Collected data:
+ + +
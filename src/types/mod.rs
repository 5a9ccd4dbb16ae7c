#![forbid(unsafe_code)]

//! Error taxonomy and shared identifier types.

use std::fmt;

/// Errors surfaced by the page cache.
///
/// Callers normally only distinguish three outcomes: [`CacheError::Unavailable`]
/// (retry shortly), [`CacheError::Expired`] (restart the query) and everything
/// else (system failure).
#[derive(thiserror::Error, Debug)]
pub enum CacheError {
    /// A resource could not be acquired in time, or the answer is not known yet.
    #[error("resource unavailable: {0}")]
    Unavailable(&'static str),
    /// The referenced session no longer exists.
    #[error("page list expired")]
    Expired,
    /// Invalid or missing configuration.
    #[error("configuration: {0}")]
    Config(String),
    /// Secondary storage I/O failure.
    #[error("IO: {0}")]
    Io(#[from] std::io::Error),
    /// Secondary storage returned data that failed validation.
    #[error("corruption: {0}")]
    Corruption(&'static str),
    /// The requested page is outside the result.
    #[error("page {0} does not exist")]
    NoSuchPage(usize),
    /// The record source or its serializer failed.
    #[error("record source: {0}")]
    Source(String),
    /// Invalid argument supplied by the caller.
    #[error("invalid argument: {0}")]
    Invalid(&'static str),
}

impl CacheError {
    /// Returns true when the same call may succeed if retried later.
    pub fn is_retryable(&self) -> bool {
        matches!(self, CacheError::Unavailable(_))
    }

    /// Returns true for storage-layer failures.
    pub fn is_storage_failure(&self) -> bool {
        matches!(self, CacheError::Io(_) | CacheError::Corruption(_))
    }
}

/// Result alias used throughout the crate.
pub type Result<T> = std::result::Result<T, CacheError>;

/// Opaque identifier handed out for a registered paged session.
#[derive(Clone, Eq, PartialEq, Ord, PartialOrd, Hash, Debug)]
pub struct SessionKey(String);

impl SessionKey {
    /// Wraps a key received from a caller.
    pub fn new(key: impl Into<String>) -> Self {
        SessionKey(key.into())
    }

    /// Returns the key as a string slice.
    pub fn as_str(&self) -> &str {
        &self.0
    }
}

impl fmt::Display for SessionKey {
    fn fmt(&self, f: &mut fmt::Formatter<'_>) -> fmt::Result {
        f.write_str(&self.0)
    }
}

impl From<&str> for SessionKey {
    fn from(value: &str) -> Self {
        SessionKey(value.to_owned())
    }
}

/// Total number of pages in a session's result.
#[derive(Copy, Clone, Eq, PartialEq, Debug)]
pub enum TotalPages {
    /// The count is final.
    Known(usize),
    /// The swap is still being built (or its build failed), so the count is not known.
    Pending,
}

impl TotalPages {
    /// Returns the count if known.
    pub fn known(self) -> Option<usize> {
        match self {
            TotalPages::Known(n) => Some(n),
            TotalPages::Pending => None,
        }
    }

    /// Pages needed to hold `records` records at `per_page` records each.
    pub fn for_records(records: usize, per_page: usize) -> Self {
        TotalPages::Known(records.div_ceil(per_page.max(1)))
    }
}

impl fmt::Display for TotalPages {
    fn fmt(&self, f: &mut fmt::Formatter<'_>) -> fmt::Result {
        match self {
            TotalPages::Known(n) => write!(f, "{n}"),
            TotalPages::Pending => f.write_str("unknown"),
        }
    }
}
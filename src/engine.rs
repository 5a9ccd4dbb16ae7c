//! Request dispatch on top of a [`SessionCache`].

use std::sync::Arc;

use tracing::debug;

use crate::cache::{CreatedSession, SessionCache};
use crate::page::Page;
use crate::source::{QueryExecutor, RecordSource};
use crate::types::{Result, SessionKey};

/// A paging request from a client.
#[derive(Clone, Debug, PartialEq, Eq)]
pub enum PageRequest {
    /// Run a query and return its first page.
    Query {
        /// Formatted query text passed to the executor.
        query: String,
    },
    /// Return a page of a previously started query.
    Page {
        /// Key returned with the first page.
        key: SessionKey,
        /// Zero-based page index.
        index: usize,
    },
}

/// A page plus the key needed to request further pages.
#[derive(Clone, Debug)]
pub struct QueryResponse {
    /// The requested page, header stamped.
    pub page: Page,
    /// `None` when the whole result fit on this page.
    pub session_key: Option<SessionKey>,
}

/// Composition root tying a query executor to a session cache.
pub struct PagingEngine {
    cache: Arc<SessionCache>,
    executor: Arc<dyn QueryExecutor>,
}

impl PagingEngine {
    /// Creates an engine serving pages from `cache`.
    pub fn new(cache: Arc<SessionCache>, executor: Arc<dyn QueryExecutor>) -> Self {
        Self { cache, executor }
    }

    /// The underlying cache.
    pub fn cache(&self) -> &Arc<SessionCache> {
        &self.cache
    }

    /// Serves `request`. `Ok(None)` means the query produced no records.
    pub fn execute(&self, request: PageRequest) -> Result<Option<QueryResponse>> {
        match request {
            PageRequest::Query { query } => {
                debug!(query = %query, "engine.query");
                let source = self.executor.execute_query(&query)?;
                self.start(source)
            }
            PageRequest::Page { key, index } => self.page(&key, index).map(Some),
        }
    }

    /// Pages an already opened source.
    pub fn start(&self, source: Box<dyn RecordSource>) -> Result<Option<QueryResponse>> {
        match self.cache.create_session(source)? {
            None => Ok(None),
            Some(CreatedSession::Single(page)) => Ok(Some(QueryResponse {
                page,
                session_key: None,
            })),
            Some(CreatedSession::Paged(session)) => {
                let page = session.get_page(0)?;
                Ok(Some(QueryResponse {
                    page,
                    session_key: Some(session.key().clone()),
                }))
            }
        }
    }

    /// Returns page `index` of the session registered under `key`.
    pub fn page(&self, key: &SessionKey, index: usize) -> Result<QueryResponse> {
        let page = self.cache.get_page(key, index)?;
        Ok(QueryResponse {
            page,
            session_key: Some(key.clone()),
        })
    }
}
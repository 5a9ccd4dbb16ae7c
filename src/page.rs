//! Pages handed out to callers and their XML wire form.

use std::fmt::Write as _;
use std::sync::Arc;

use crate::source::RecordSerializer;
use crate::types::{Result, SessionKey, TotalPages};

/// Header field carrying the session key.
pub const PAGE_KEY_FIELD: &str = "pageKey";
/// Header field carrying the index of the returned page.
pub const CURRENT_PAGE_FIELD: &str = "currentPage";
/// Header field carrying the number of pages held in memory.
pub const IN_MEMORY_PAGES_FIELD: &str = "inMemoryPages";
/// Header field carrying the total page count, or `unknown`.
pub const TOTAL_PAGES_FIELD: &str = "totalPages";

/// Cache statistics stamped onto a page when it is handed out.
#[derive(Clone, Debug, PartialEq, Eq)]
pub struct PageHeader {
    /// Key of the owning session; `None` for unregistered single-page results.
    pub page_key: Option<SessionKey>,
    /// Index of this page.
    pub current_page: usize,
    /// Pages currently held in the session's window.
    pub in_memory_pages: usize,
    /// Total pages in the result.
    pub total_pages: TotalPages,
}

impl PageHeader {
    /// Header fields in wire order.
    pub fn fields(&self) -> [(&'static str, String); 4] {
        [
            (
                PAGE_KEY_FIELD,
                self.page_key
                    .as_ref()
                    .map(|key| key.to_string())
                    .unwrap_or_default(),
            ),
            (CURRENT_PAGE_FIELD, self.current_page.to_string()),
            (IN_MEMORY_PAGES_FIELD, self.in_memory_pages.to_string()),
            (TOTAL_PAGES_FIELD, self.total_pages.to_string()),
        ]
    }

    /// Looks up a header field by its wire name.
    pub fn get(&self, name: &str) -> Option<String> {
        self.fields()
            .into_iter()
            .find(|(field, _)| *field == name)
            .map(|(_, value)| value)
    }
}

/// Up to `records_per_page` rendered records plus a header.
///
/// The record list is shared and never changes after construction; the
/// header is recomputed from live session state each time the page is
/// handed out.
#[derive(Clone, Debug)]
pub struct Page {
    index: usize,
    records: Arc<[String]>,
    header: Option<PageHeader>,
}

impl Page {
    /// Builds page `index` by rendering `raw` records with `serializer`.
    pub fn build<I>(index: usize, raw: I, serializer: &dyn RecordSerializer) -> Result<Self>
    where
        I: IntoIterator<Item = Result<String>>,
    {
        let mut records = Vec::new();
        for (slot, record) in raw.into_iter().enumerate() {
            records.push(serializer.to_xml(slot, &record?)?);
        }
        Ok(Self::from_rendered(index, records))
    }

    /// Wraps already rendered records.
    pub fn from_rendered(index: usize, records: Vec<String>) -> Self {
        Self {
            index,
            records: records.into(),
            header: None,
        }
    }

    /// Page index within its result.
    pub fn index(&self) -> usize {
        self.index
    }

    /// Rendered record sub-documents, in order.
    pub fn records(&self) -> &[String] {
        &self.records
    }

    /// Number of records on this page.
    pub fn len(&self) -> usize {
        self.records.len()
    }

    /// Returns true if the page holds no records.
    pub fn is_empty(&self) -> bool {
        self.records.is_empty()
    }

    /// Header stamped when the page was handed out.
    pub fn header(&self) -> Option<&PageHeader> {
        self.header.as_ref()
    }

    /// Returns a copy of this page carrying `header`. Records are shared.
    pub fn stamped(&self, header: PageHeader) -> Page {
        Page {
            index: self.index,
            records: Arc::clone(&self.records),
            header: Some(header),
        }
    }

    /// Renders the page wire document.
    pub fn to_xml(&self) -> String {
        let mut out = String::with_capacity(64 + self.records.iter().map(String::len).sum::<usize>());
        out.push_str("<Page>");
        if let Some(header) = &self.header {
            out.push_str("<Header>");
            for (name, value) in header.fields() {
                let _ = write!(out, "<{name} value=\"{}\"/>", escape_xml(&value));
            }
            out.push_str("</Header>");
        }
        out.push_str("<RecordContainer>");
        for record in self.records.iter() {
            out.push_str("<Record>");
            out.push_str(record);
            out.push_str("</Record>");
        }
        out.push_str("</RecordContainer></Page>");
        out
    }
}

/// Escapes text for use in XML content and attribute values.
pub fn escape_xml(raw: &str) -> String {
    let mut out = String::with_capacity(raw.len());
    for ch in raw.chars() {
        match ch {
            '<' => out.push_str("&lt;"),
            '>' => out.push_str("&gt;"),
            '&' => out.push_str("&amp;"),
            '"' => out.push_str("&quot;"),
            '\'' => out.push_str("&apos;"),
            other => out.push(other),
        }
    }
    out
}
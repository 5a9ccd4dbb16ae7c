#![allow(missing_docs)]

use std::io::Write as _;
use std::sync::Arc;
use std::thread;
use std::time::{Duration, Instant};

use pagecache::{
    CacheError, CacheOptions, LineSource, PageRequest, PagingEngine, QueryExecutor,
    QueryResponse, RecordSource, Result, SessionCache, SessionKey, VecSource,
};

/// Answers `rows:<n>` queries with `n` generated rows.
struct RowsExecutor;

impl QueryExecutor for RowsExecutor {
    fn execute_query(&self, query: &str) -> Result<Box<dyn RecordSource>> {
        let count = query
            .strip_prefix("rows:")
            .and_then(|n| n.parse::<usize>().ok())
            .ok_or_else(|| CacheError::Source(format!("unsupported query {query:?}")))?;
        Ok(Box::new(VecSource::new((0..count).map(|i| format!("row {i}")))))
    }
}

fn engine() -> Result<PagingEngine> {
    let options = CacheOptions {
        cleanup_idle_secs: 0,
        expired_secs: 0,
        max_sessions: 4,
        records_per_page: 10,
        buffer_pages: 3,
        max_swap_records: 5_000,
        max_wait_ms: 500,
        swap_dir: None,
        in_memory_swap: true,
    };
    Ok(PagingEngine::new(
        Arc::new(SessionCache::open(options)?),
        Arc::new(RowsExecutor),
    ))
}

fn query(engine: &PagingEngine, text: &str) -> Result<Option<QueryResponse>> {
    engine.execute(PageRequest::Query {
        query: text.to_owned(),
    })
}

fn page(engine: &PagingEngine, key: &SessionKey, index: usize) -> Result<QueryResponse> {
    let deadline = Instant::now() + Duration::from_secs(5);
    loop {
        let request = PageRequest::Page {
            key: key.clone(),
            index,
        };
        match engine.execute(request) {
            Ok(Some(response)) => return Ok(response),
            Ok(None) => panic!("page requests always answer with a page"),
            Err(err) if err.is_retryable() && Instant::now() < deadline => {
                thread::sleep(Duration::from_millis(5));
            }
            Err(err) => return Err(err),
        }
    }
}

#[test]
fn empty_result_has_no_page() -> Result<()> {
    let engine = engine()?;
    assert!(query(&engine, "rows:0")?.is_none());
    assert!(engine.cache().is_empty());
    engine.cache().shutdown();
    Ok(())
}

#[test]
fn single_page_result_has_no_key() -> Result<()> {
    let engine = engine()?;
    let response = query(&engine, "rows:7")?.expect("rows");
    assert!(response.session_key.is_none());
    assert_eq!(response.page.len(), 7);
    let xml = response.page.to_xml();
    assert!(xml.contains("<pageKey value=\"\"/>"), "{xml}");
    assert!(xml.contains("<totalPages value=\"1\"/>"), "{xml}");
    assert!(engine.cache().is_empty());
    engine.cache().shutdown();
    Ok(())
}

#[test]
fn later_pages_are_served_by_key() -> Result<()> {
    let engine = engine()?;
    let first = query(&engine, "rows:95")?.expect("rows");
    let key = first.session_key.clone().expect("registered");
    let header = first.page.header().expect("header");
    assert_eq!(header.current_page, 0);
    assert_eq!(first.page.records()[0], "row 0");

    let last = page(&engine, &key, 9)?;
    assert_eq!(last.page.records(), ["row 90", "row 91", "row 92", "row 93", "row 94"]);
    assert_eq!(last.session_key.as_ref(), Some(&key));
    let xml = last.page.to_xml();
    assert!(xml.contains(&format!("<pageKey value=\"{key}\"/>")), "{xml}");
    assert!(xml.contains("<currentPage value=\"9\"/>"), "{xml}");
    assert!(xml.contains("<totalPages value=\"10\"/>"), "{xml}");

    let err = page(&engine, &key, 10).unwrap_err();
    assert!(matches!(err, CacheError::NoSuchPage(10)));
    engine.cache().shutdown();
    Ok(())
}

#[test]
fn stale_key_and_bad_query_fail() -> Result<()> {
    let engine = engine()?;
    let err = page(&engine, &SessionKey::from("0"), 0).unwrap_err();
    assert!(matches!(err, CacheError::Expired));
    let err = query(&engine, "select *").unwrap_err();
    assert!(matches!(err, CacheError::Source(_)));
    engine.cache().shutdown();
    Ok(())
}

#[test]
fn line_files_page_through_the_engine() -> Result<()> {
    let engine = engine()?;
    let mut file = tempfile::NamedTempFile::new()?;
    for i in 0..45 {
        writeln!(file, "line {i}")?;
        if i % 10 == 0 {
            writeln!(file)?;
        }
    }
    file.flush()?;
    let reader = std::io::BufReader::new(std::fs::File::open(file.path())?);
    let first = engine
        .start(Box::new(LineSource::new(reader)))?
        .expect("lines");
    let key = first.session_key.expect("registered");
    let last = page(&engine, &key, 4)?;
    assert_eq!(last.page.records(), ["line 40", "line 41", "line 42", "line 43", "line 44"]);
    engine.cache().shutdown();
    Ok(())
}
+ + +
■ EXERCISE ■
For the word "carrying", find all matching lines in the entries above and copy them out.

■ YOUR SOLUTION ■
/// Header field carrying the session key.
/// Header field carrying the index of the returned page.
/// Header field carrying the number of pages held in memory.
/// Header field carrying the total page count, or `unknown`.
    /// Returns a copy of this page carrying `header`. Records are shared.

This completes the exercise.